The processing sketch proved the stat info from sox was valid, and within acceptable range of delay, so we moved on to define different “mood” status for the answering bot. We put down the sound effects that we would like to create and broke them into over ten categories, including 3 different greeting mode, 3 levels of “interested” mode, 3 levels of “idle” mode and a frustrated mode which hangs up the phone — we called it a BOT HANGUP.

The actual recording of these sound effects didn’t take very long and was pretty fun to do. We ended up having 58 different responses according to different contexts. Li recorded almost all the sounds, hopefully he would enjoy talking to himself!

STATE MACHINE

The transfer between moods was implement in a simple state machine, by looking into current mood states and current (and some of the history) context, which contains the duration of the previous recorded audio piece, the average, minimum and maximum amplitude. There’s whole bunches of more information that are made available through the DFT however we didn’t have enough knowledge about sounds to push it further.

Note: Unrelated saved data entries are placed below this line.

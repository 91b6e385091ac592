// SPDX-License-Identifier: MIT

//! Criteria lexer
//!
//! The lexer is pulled by the parser, which names the token kinds it accepts
//! at each step. Matchers run in the caller's order and the first one that
//! matches a non-empty run wins, so `>=` is tried before `>` and quoted or
//! bracketed bodies are tried before bare operands.

use super::token::{Token, TokenKind};
use crate::error::LexError;

/// Operator keywords, longest first
const OPERATORS: [&str; 8] = [">=", "<=", "<>", "!=", "=", ">", "<", ":"];

const LOGICAL_OPERATORS: [&str; 2] = ["&&", "||"];

const OPERAND_SYMBOLS: &str = "._$[]{}!-/\\+*";

fn is_whitespace(c: char) -> bool {
    matches!(c, ' ' | '\t' | '\n' | '\r')
}

fn is_operand_char(c: char) -> bool {
    c.is_alphanumeric() || OPERAND_SYMBOLS.contains(c)
}

/// On-demand tokenizer over a single expression
#[derive(Debug, Clone)]
pub struct Lexer<'a> {
    input: &'a str,
    pos: usize,
    /// Offset of `input` inside the outermost expression
    base: usize,
}

impl<'a> Lexer<'a> {
    pub fn new(input: &'a str) -> Self {
        Self::with_offset(input, 0)
    }

    /// Lexer over a fragment that starts `base` bytes into the full expression
    pub fn with_offset(input: &'a str, base: usize) -> Self {
        Self {
            input,
            pos: 0,
            base,
        }
    }

    /// Absolute offset of the cursor
    pub fn offset(&self) -> usize {
        self.base + self.pos
    }

    pub fn is_at_end(&self) -> bool {
        self.pos >= self.input.len()
    }

    /// Consume the first of `expected` that matches at the cursor.
    ///
    /// Returns an `Eof` token at the end of input when nothing else matched
    /// and an `Illegal` token (cursor unchanged) otherwise.
    pub fn next(&mut self, expected: &[TokenKind]) -> Token<'a> {
        for kind in expected {
            if let Some(token) = self.next_if(*kind) {
                return token;
            }
        }
        let offset = self.offset();
        if self.is_at_end() {
            return Token::new(TokenKind::Eof, "", offset);
        }
        let rest = &self.input[self.pos..];
        let width = rest.chars().next().map(char::len_utf8).unwrap_or(0);
        Token::new(TokenKind::Illegal, &rest[..width], offset)
    }

    /// Consume a token of `kind` if one starts at the cursor
    pub fn next_if(&mut self, kind: TokenKind) -> Option<Token<'a>> {
        let len = self.match_len(kind)?;
        let offset = self.offset();
        let text = &self.input[self.pos..self.pos + len];
        self.pos += len;
        Some(Token::new(kind, text, offset))
    }

    /// Skip a whitespace run, if any
    pub fn skip_whitespace(&mut self) {
        let _ = self.next_if(TokenKind::Whitespace);
    }

    /// Classify the character under the cursor after every expected matcher failed.
    ///
    /// Returns `None` when the cursor is on a well-formed token of some other kind,
    /// which the parser reports as an unexpected token instead.
    pub fn diagnose(&self) -> Option<LexError> {
        let c = self.input[self.pos..].chars().next()?;
        let offset = self.offset();
        let closing = match c {
            '\'' => Some('\''),
            '(' => Some(')'),
            '{' => Some('}'),
            '[' => Some(']'),
            _ => None,
        };
        if let Some(closing) = closing {
            let kind = match c {
                '\'' => TokenKind::Quoted,
                '(' => TokenKind::Grouping,
                '{' => TokenKind::JsonObject,
                _ => TokenKind::JsonArray,
            };
            if self.match_len(kind).is_none() {
                return Some(LexError::Unterminated { offset, closing });
            }
        }
        let legal = [
            TokenKind::Whitespace,
            TokenKind::Operator,
            TokenKind::LogicalOperator,
            TokenKind::Operand,
        ]
        .iter()
        .any(|kind| self.match_len(*kind).is_some());
        if legal || closing.is_some() {
            None
        } else {
            Some(LexError::IllegalCharacter {
                offset,
                character: c,
            })
        }
    }

    fn match_len(&self, kind: TokenKind) -> Option<usize> {
        let rest = &self.input[self.pos..];
        let len = match kind {
            TokenKind::Eof => return rest.is_empty().then_some(0),
            TokenKind::Illegal => return None,
            TokenKind::Whitespace => run_len(rest, is_whitespace),
            TokenKind::Operand => run_len(rest, is_operand_char),
            TokenKind::Operator => keyword_len(rest, &OPERATORS),
            TokenKind::LogicalOperator => keyword_len(rest, &LOGICAL_OPERATORS),
            TokenKind::Quoted => quoted_len(rest),
            TokenKind::Grouping => body_len(rest, '(', ')'),
            TokenKind::JsonObject => body_len(rest, '{', '}'),
            TokenKind::JsonArray => body_len(rest, '[', ']'),
            TokenKind::AssertTail => assert_tail_len(rest),
        };
        (len > 0).then_some(len)
    }
}

fn run_len(rest: &str, accept: fn(char) -> bool) -> usize {
    rest.char_indices()
        .find(|(_, c)| !accept(*c))
        .map(|(i, _)| i)
        .unwrap_or(rest.len())
}

fn keyword_len(rest: &str, keywords: &[&str]) -> usize {
    keywords
        .iter()
        .find(|keyword| {
            rest.get(..keyword.len())
                .map(|prefix| prefix.eq_ignore_ascii_case(keyword))
                .unwrap_or(false)
        })
        .map(|keyword| keyword.len())
        .unwrap_or(0)
}

fn quoted_len(rest: &str) -> usize {
    if !rest.starts_with('\'') {
        return 0;
    }
    rest[1..].find('\'').map(|end| end + 2).unwrap_or(0)
}

fn body_len(rest: &str, open: char, close: char) -> usize {
    if !rest.starts_with(open) {
        return 0;
    }
    let mut depth = 0usize;
    for (i, c) in rest.char_indices() {
        if c == open {
            depth += 1;
        } else if c == close {
            depth -= 1;
            if depth == 0 {
                return i + c.len_utf8();
            }
        }
    }
    0
}

/// Everything up to the next logical operator, trailing whitespace excluded
fn assert_tail_len(rest: &str) -> usize {
    let end = LOGICAL_OPERATORS
        .iter()
        .filter_map(|op| rest.find(op))
        .min()
        .unwrap_or(rest.len());
    rest[..end].trim_end_matches(is_whitespace).len()
}

#[cfg(test)]
mod tests {
    use super::*;

    fn kinds(input: &str, expected: &[TokenKind]) -> Vec<(TokenKind, String)> {
        let mut lexer = Lexer::new(input);
        let mut out = vec![];
        loop {
            lexer.skip_whitespace();
            let token = lexer.next(expected);
            out.push((token.kind, token.text.to_string()));
            if token.is(TokenKind::Eof) || token.is(TokenKind::Illegal) {
                return out;
            }
        }
    }

    #[test]
    fn test_operand_operator_operand() {
        let all = [
            TokenKind::Operand,
            TokenKind::Operator,
            TokenKind::LogicalOperator,
        ];
        assert_eq!(
            kinds("$counter > 10", &all),
            vec![
                (TokenKind::Operand, "$counter".to_string()),
                (TokenKind::Operator, ">".to_string()),
                (TokenKind::Operand, "10".to_string()),
                (TokenKind::Eof, "".to_string()),
            ]
        );
    }

    #[test]
    fn test_longest_operator_wins() {
        let mut lexer = Lexer::new(">=12");
        let token = lexer.next(&[TokenKind::Operator]);
        assert_eq!(token.text, ">=");

        let mut lexer = Lexer::new("<>1");
        assert_eq!(lexer.next(&[TokenKind::Operator]).text, "<>");
    }

    #[test]
    fn test_operand_charset() {
        let mut lexer = Lexer::new("$responses[0].Body:/ok/");
        let token = lexer.next(&[TokenKind::Operand]);
        assert_eq!(token.text, "$responses[0].Body");
        assert_eq!(lexer.next(&[TokenKind::Operator]).text, ":");

        let mut lexer = Lexer::new("-1.5e+3*2 ");
        assert_eq!(lexer.next(&[TokenKind::Operand]).text, "-1.5e+3*2");

        let mut lexer = Lexer::new("foo!=1");
        assert_eq!(lexer.next(&[TokenKind::Operand]).text, "foo!");
        assert_eq!(lexer.next(&[TokenKind::Operator]).text, "=");
    }

    #[test]
    fn test_balanced_bodies() {
        let mut lexer = Lexer::new("(a && (b || c)) && d");
        let token = lexer.next(&[TokenKind::Grouping]);
        assert_eq!(token.text, "(a && (b || c))");
        assert_eq!(token.body(), "a && (b || c)");

        let mut lexer = Lexer::new(r#"{"a":{"b":1}} = x"#);
        assert_eq!(
            lexer.next(&[TokenKind::JsonObject]).text,
            r#"{"a":{"b":1}}"#
        );

        let mut lexer = Lexer::new("[1,[2,3]]");
        assert_eq!(lexer.next(&[TokenKind::JsonArray]).text, "[1,[2,3]]");
    }

    #[test]
    fn test_quoted_keeps_inner_whitespace() {
        let mut lexer = Lexer::new("'hello world' = x");
        let token = lexer.next(&[TokenKind::Quoted, TokenKind::Operand]);
        assert_eq!(token.kind, TokenKind::Quoted);
        assert_eq!(token.body(), "hello world");
    }

    #[test]
    fn test_assert_tail_stops_at_logical_operator() {
        let mut lexer = Lexer::new("123 3 && $b");
        let token = lexer.next(&[TokenKind::AssertTail]);
        assert_eq!(token.text, "123 3");
        lexer.skip_whitespace();
        assert_eq!(lexer.next(&[TokenKind::LogicalOperator]).text, "&&");

        let mut lexer = Lexer::new("/(END)/");
        assert_eq!(lexer.next(&[TokenKind::AssertTail]).text, "/(END)/");
    }

    #[test]
    fn test_offsets_are_absolute() {
        let mut lexer = Lexer::with_offset("$a = 1", 10);
        let token = lexer.next(&[TokenKind::Operand]);
        assert_eq!(token.offset, 10);
        lexer.skip_whitespace();
        assert_eq!(lexer.next(&[TokenKind::Operator]).offset, 13);
    }

    #[test]
    fn test_illegal_and_eof() {
        let mut lexer = Lexer::new("#");
        let token = lexer.next(&[TokenKind::Operand]);
        assert_eq!(token.kind, TokenKind::Illegal);
        assert_eq!(
            lexer.diagnose(),
            Some(LexError::IllegalCharacter {
                offset: 0,
                character: '#'
            })
        );

        let mut lexer = Lexer::new("");
        assert_eq!(lexer.next(&[TokenKind::Operand]).kind, TokenKind::Eof);
    }

    #[test]
    fn test_unterminated_body() {
        let lexer = Lexer::new("'abc");
        assert_eq!(
            lexer.diagnose(),
            Some(LexError::Unterminated {
                offset: 0,
                closing: '\''
            })
        );

        let lexer = Lexer::new("($a || $b");
        assert_eq!(
            lexer.diagnose(),
            Some(LexError::Unterminated {
                offset: 0,
                closing: ')'
            })
        );
    }

    #[test]
    fn test_legal_but_unexpected_is_not_a_lex_error() {
        let lexer = Lexer::new("&& $a");
        assert_eq!(lexer.diagnose(), None);
    }
}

The basic idea is the harder the caller talks, the more interested the bot is supposed to be. If the caller stops talking, the bot falls into idle mode and would eventually go to frustrated mode and hangup. I guess we did pretty well in some of the transitions, but it did happen that the caller might be stuck in one of these states. Sometimes the splitted audio file just could not be updated and so was the stat file. We haven’t figured out why.

TESTS

We tried to trash talk to the bot, read poems and random news to “him”. He got mad pretty easily, or sometimes went retarded. We tweaked the numbers in the state machine, and we read more news to him. We stopped while he was not getting too excited about poems any more. You know these kind of stuff can take forever.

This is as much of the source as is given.